*** SOURCE INFORMATION

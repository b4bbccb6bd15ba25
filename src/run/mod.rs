//! 运行编排模块
//!
//! 此模块包含场景配置（JSON 可加载）与运行协调器：
//! 拓扑初始化 → 最短路计算（计时）→ 流量仿真（计时）→
//! 归并与报告。

// 子模块声明
mod coordinator;
mod scenario;

// 重新导出公共接口
pub use coordinator::{DeployMode, RunCoordinator, RunReport};
pub use scenario::{ScenarioError, ScenarioSpec};
//! 矩阵文本渲染
//!
//! 按行渲染整数方阵：有限值固定 4 位宽，不可达哨兵渲染为 INF。

use std::fmt::Write as _;

use crate::graph::{INF, SquareMatrix};

/// 渲染带标题的矩阵文本
pub fn render_matrix(matrix: &SquareMatrix, label: &str) -> String {
    let n = matrix.n();
    let mut out = String::new();
    let _ = writeln!(out, "\n{label}:");
    for i in 0..n {
        for j in 0..n {
            let v = matrix.get(i, j);
            if v == INF {
                out.push_str(" INF ");
            } else {
                let _ = write!(out, "{v:4} ");
            }
        }
        out.push('\n');
    }
    out
}
pub mod graph;
pub mod report;
pub mod route;
pub mod run;
pub mod traffic;

#[cfg(test)]
mod test;
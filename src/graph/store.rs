//! 图数据存储
//!
//! 持有一次运行的有向带权邻接矩阵（距离/成本）与并行的容量矩阵
//! （每条有向链路的最大可容纳累计负载）。纯数据，仅提供访问器。

use super::NodeId;
use super::matrix::SquareMatrix;

/// 图数据存储：距离矩阵 + 容量矩阵。
///
/// 距离矩阵在最短路计算时被原地改写；容量矩阵在整个运行期间不变。
#[derive(Debug, Clone)]
pub struct GraphStore {
    dist: SquareMatrix,
    capacity: SquareMatrix,
}

impl GraphStore {
    /// 由距离矩阵与容量矩阵构造；两者边长必须一致。
    pub fn new(dist: SquareMatrix, capacity: SquareMatrix) -> Self {
        assert_eq!(
            dist.n(),
            capacity.n(),
            "distance and capacity matrices must agree on node count"
        );
        Self { dist, capacity }
    }

    /// 节点数
    pub fn node_count(&self) -> usize {
        self.dist.n()
    }

    /// 距离矩阵（只读）
    pub fn dist(&self) -> &SquareMatrix {
        &self.dist
    }

    /// 距离矩阵（可变，供最短路引擎原地松弛）
    pub fn dist_mut(&mut self) -> &mut SquareMatrix {
        &mut self.dist
    }

    /// 容量矩阵（只读；运行期间固定）
    pub fn capacity(&self) -> &SquareMatrix {
        &self.capacity
    }

    /// 单条有向链路的容量
    pub fn link_capacity(&self, from: NodeId, to: NodeId) -> u32 {
        self.capacity.get(from.0, to.0)
    }
}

******

» **PROBLEM REQUIREMENTS**
Retype nothing except the lines from the line holding "pub struct GraphStore" through the last line of the entries, both included.

» **ANSWER SECTION**
pub struct GraphStore {
    dist: SquareMatrix,
    capacity: SquareMatrix,
}

impl GraphStore {
    /// 由距离矩阵与容量矩阵构造；两者边长必须一致。
    pub fn new(dist: SquareMatrix, capacity: SquareMatrix) -> Self {
        assert_eq!(
            dist.n(),
            capacity.n(),
            "distance and capacity matrices must agree on node count"
        );
        Self { dist, capacity }
    }

    /// 节点数
    pub fn node_count(&self) -> usize {
        self.dist.n()
    }

    /// 距离矩阵（只读）
    pub fn dist(&self) -> &SquareMatrix {
        &self.dist
    }

    /// 距离矩阵（可变，供最短路引擎原地松弛）
    pub fn dist_mut(&mut self) -> &mut SquareMatrix {
        &mut self.dist
    }

    /// 容量矩阵（只读；运行期间固定）
    pub fn capacity(&self) -> &SquareMatrix {
        &self.capacity
    }

    /// 单条有向链路的容量
    pub fn link_capacity(&self, from: NodeId, to: NodeId) -> u32 {
        self.capacity.get(from.0, to.0)
    }
}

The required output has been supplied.